» YOUR OBJECTIVE
Please output, without any change, the lines of the material below from the very first through the one with "let remote = MemoryRemote::new();".

» TASK MATERIAL
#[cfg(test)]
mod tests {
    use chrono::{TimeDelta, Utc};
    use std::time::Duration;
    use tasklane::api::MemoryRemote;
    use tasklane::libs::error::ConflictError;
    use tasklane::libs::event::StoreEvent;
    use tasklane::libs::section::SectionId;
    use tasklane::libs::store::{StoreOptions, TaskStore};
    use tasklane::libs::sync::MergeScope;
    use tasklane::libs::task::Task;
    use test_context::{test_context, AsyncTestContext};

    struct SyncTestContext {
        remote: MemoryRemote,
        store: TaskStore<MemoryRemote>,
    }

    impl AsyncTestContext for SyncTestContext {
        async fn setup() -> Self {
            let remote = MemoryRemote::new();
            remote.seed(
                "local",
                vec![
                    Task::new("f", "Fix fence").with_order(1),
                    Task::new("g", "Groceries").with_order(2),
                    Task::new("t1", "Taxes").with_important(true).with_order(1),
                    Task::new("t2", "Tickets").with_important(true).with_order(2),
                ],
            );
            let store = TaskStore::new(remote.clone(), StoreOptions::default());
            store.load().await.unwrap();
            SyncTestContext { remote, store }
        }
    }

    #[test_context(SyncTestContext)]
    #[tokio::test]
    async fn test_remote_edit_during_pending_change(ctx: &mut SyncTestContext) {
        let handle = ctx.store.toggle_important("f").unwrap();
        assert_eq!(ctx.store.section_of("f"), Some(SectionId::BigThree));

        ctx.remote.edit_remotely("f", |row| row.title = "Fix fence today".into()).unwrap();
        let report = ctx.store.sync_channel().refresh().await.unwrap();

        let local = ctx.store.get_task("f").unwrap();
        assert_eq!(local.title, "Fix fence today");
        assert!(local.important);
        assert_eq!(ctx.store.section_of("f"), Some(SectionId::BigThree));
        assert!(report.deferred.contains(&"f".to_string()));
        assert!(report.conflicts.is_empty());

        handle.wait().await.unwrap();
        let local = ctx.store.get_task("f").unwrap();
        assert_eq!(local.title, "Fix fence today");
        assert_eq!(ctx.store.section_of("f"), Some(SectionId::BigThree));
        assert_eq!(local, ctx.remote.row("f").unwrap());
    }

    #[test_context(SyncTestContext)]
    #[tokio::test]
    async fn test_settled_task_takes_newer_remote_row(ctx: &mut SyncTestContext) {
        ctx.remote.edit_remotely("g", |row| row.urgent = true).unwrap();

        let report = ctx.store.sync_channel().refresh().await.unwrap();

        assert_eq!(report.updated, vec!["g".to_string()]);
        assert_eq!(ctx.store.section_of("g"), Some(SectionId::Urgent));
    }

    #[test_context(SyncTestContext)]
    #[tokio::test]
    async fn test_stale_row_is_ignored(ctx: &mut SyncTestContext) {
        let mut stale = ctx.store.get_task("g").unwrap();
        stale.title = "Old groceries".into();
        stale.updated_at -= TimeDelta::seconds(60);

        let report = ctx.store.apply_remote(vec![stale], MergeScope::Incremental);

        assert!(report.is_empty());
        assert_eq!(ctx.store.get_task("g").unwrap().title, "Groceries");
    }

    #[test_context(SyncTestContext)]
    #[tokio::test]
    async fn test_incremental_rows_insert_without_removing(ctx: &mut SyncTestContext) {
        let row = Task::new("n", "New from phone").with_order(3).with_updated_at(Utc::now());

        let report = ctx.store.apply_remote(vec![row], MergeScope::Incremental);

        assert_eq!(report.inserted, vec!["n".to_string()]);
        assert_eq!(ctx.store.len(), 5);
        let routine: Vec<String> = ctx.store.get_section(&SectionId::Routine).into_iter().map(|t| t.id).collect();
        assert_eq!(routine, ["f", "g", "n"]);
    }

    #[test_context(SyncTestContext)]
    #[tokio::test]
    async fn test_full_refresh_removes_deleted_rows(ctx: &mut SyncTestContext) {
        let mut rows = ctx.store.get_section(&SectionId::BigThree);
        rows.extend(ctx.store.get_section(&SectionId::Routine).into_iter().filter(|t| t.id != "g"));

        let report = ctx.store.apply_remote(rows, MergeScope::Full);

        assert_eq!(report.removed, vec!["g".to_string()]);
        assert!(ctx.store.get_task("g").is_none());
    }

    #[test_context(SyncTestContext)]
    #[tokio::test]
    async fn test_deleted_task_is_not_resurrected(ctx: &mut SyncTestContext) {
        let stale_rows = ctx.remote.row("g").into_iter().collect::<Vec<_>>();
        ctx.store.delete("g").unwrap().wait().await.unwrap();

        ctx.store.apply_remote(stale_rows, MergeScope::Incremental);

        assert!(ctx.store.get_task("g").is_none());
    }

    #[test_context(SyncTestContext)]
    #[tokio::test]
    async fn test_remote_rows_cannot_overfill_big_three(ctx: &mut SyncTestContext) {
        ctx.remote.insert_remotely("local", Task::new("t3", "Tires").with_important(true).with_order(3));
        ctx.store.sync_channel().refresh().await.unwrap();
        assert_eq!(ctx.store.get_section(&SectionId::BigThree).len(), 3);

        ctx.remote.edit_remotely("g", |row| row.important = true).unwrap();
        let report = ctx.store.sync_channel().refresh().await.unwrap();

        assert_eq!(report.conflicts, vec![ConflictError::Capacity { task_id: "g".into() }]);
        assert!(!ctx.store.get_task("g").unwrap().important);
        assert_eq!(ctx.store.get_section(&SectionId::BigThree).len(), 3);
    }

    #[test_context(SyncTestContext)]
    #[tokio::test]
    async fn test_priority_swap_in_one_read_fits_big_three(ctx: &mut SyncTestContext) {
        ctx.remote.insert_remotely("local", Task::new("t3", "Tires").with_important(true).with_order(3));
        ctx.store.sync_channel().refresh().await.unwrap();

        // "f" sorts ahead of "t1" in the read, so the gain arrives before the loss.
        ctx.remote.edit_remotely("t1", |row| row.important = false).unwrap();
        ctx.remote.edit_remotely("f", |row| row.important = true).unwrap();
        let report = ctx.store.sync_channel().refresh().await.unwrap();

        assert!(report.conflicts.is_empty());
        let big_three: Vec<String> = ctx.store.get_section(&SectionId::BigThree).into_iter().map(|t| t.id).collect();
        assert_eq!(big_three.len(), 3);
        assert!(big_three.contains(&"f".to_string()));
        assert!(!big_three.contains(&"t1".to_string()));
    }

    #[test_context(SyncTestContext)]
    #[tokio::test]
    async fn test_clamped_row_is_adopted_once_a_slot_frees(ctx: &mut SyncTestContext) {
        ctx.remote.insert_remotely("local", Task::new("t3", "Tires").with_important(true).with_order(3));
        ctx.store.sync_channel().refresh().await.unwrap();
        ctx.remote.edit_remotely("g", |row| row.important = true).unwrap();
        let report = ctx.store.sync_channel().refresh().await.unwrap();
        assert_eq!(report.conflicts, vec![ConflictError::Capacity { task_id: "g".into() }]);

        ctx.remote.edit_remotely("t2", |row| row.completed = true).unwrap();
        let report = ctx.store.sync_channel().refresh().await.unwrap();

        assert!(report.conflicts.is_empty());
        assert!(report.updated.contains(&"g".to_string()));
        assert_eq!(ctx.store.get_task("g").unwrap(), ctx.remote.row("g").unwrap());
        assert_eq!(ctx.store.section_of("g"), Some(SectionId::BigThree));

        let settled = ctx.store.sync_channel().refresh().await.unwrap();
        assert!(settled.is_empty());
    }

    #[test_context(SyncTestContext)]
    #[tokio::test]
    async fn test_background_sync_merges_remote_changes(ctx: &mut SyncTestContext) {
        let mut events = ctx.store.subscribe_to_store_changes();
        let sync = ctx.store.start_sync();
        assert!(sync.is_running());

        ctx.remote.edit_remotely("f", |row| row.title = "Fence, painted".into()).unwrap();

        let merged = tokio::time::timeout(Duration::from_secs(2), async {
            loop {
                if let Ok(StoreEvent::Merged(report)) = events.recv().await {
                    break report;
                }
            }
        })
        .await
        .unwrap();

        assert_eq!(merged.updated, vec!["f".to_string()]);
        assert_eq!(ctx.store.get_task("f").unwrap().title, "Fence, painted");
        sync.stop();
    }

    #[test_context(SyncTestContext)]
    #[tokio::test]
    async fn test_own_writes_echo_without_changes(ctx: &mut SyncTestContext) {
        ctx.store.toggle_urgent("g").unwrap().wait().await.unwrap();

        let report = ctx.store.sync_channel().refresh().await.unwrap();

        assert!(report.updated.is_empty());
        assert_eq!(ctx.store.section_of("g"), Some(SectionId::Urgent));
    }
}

» EXERCISE RESPONSE
#[cfg(test)]
mod tests {
    use chrono::{TimeDelta, Utc};
    use std::time::Duration;
    use tasklane::api::MemoryRemote;
    use tasklane::libs::error::ConflictError;
    use tasklane::libs::event::StoreEvent;
    use tasklane::libs::section::SectionId;
    use tasklane::libs::store::{StoreOptions, TaskStore};
    use tasklane::libs::sync::MergeScope;
    use tasklane::libs::task::Task;
    use test_context::{test_context, AsyncTestContext};

    struct SyncTestContext {
        remote: MemoryRemote,
        store: TaskStore<MemoryRemote>,
    }

    impl AsyncTestContext for SyncTestContext {
        async fn setup() -> Self {
            let remote = MemoryRemote::new();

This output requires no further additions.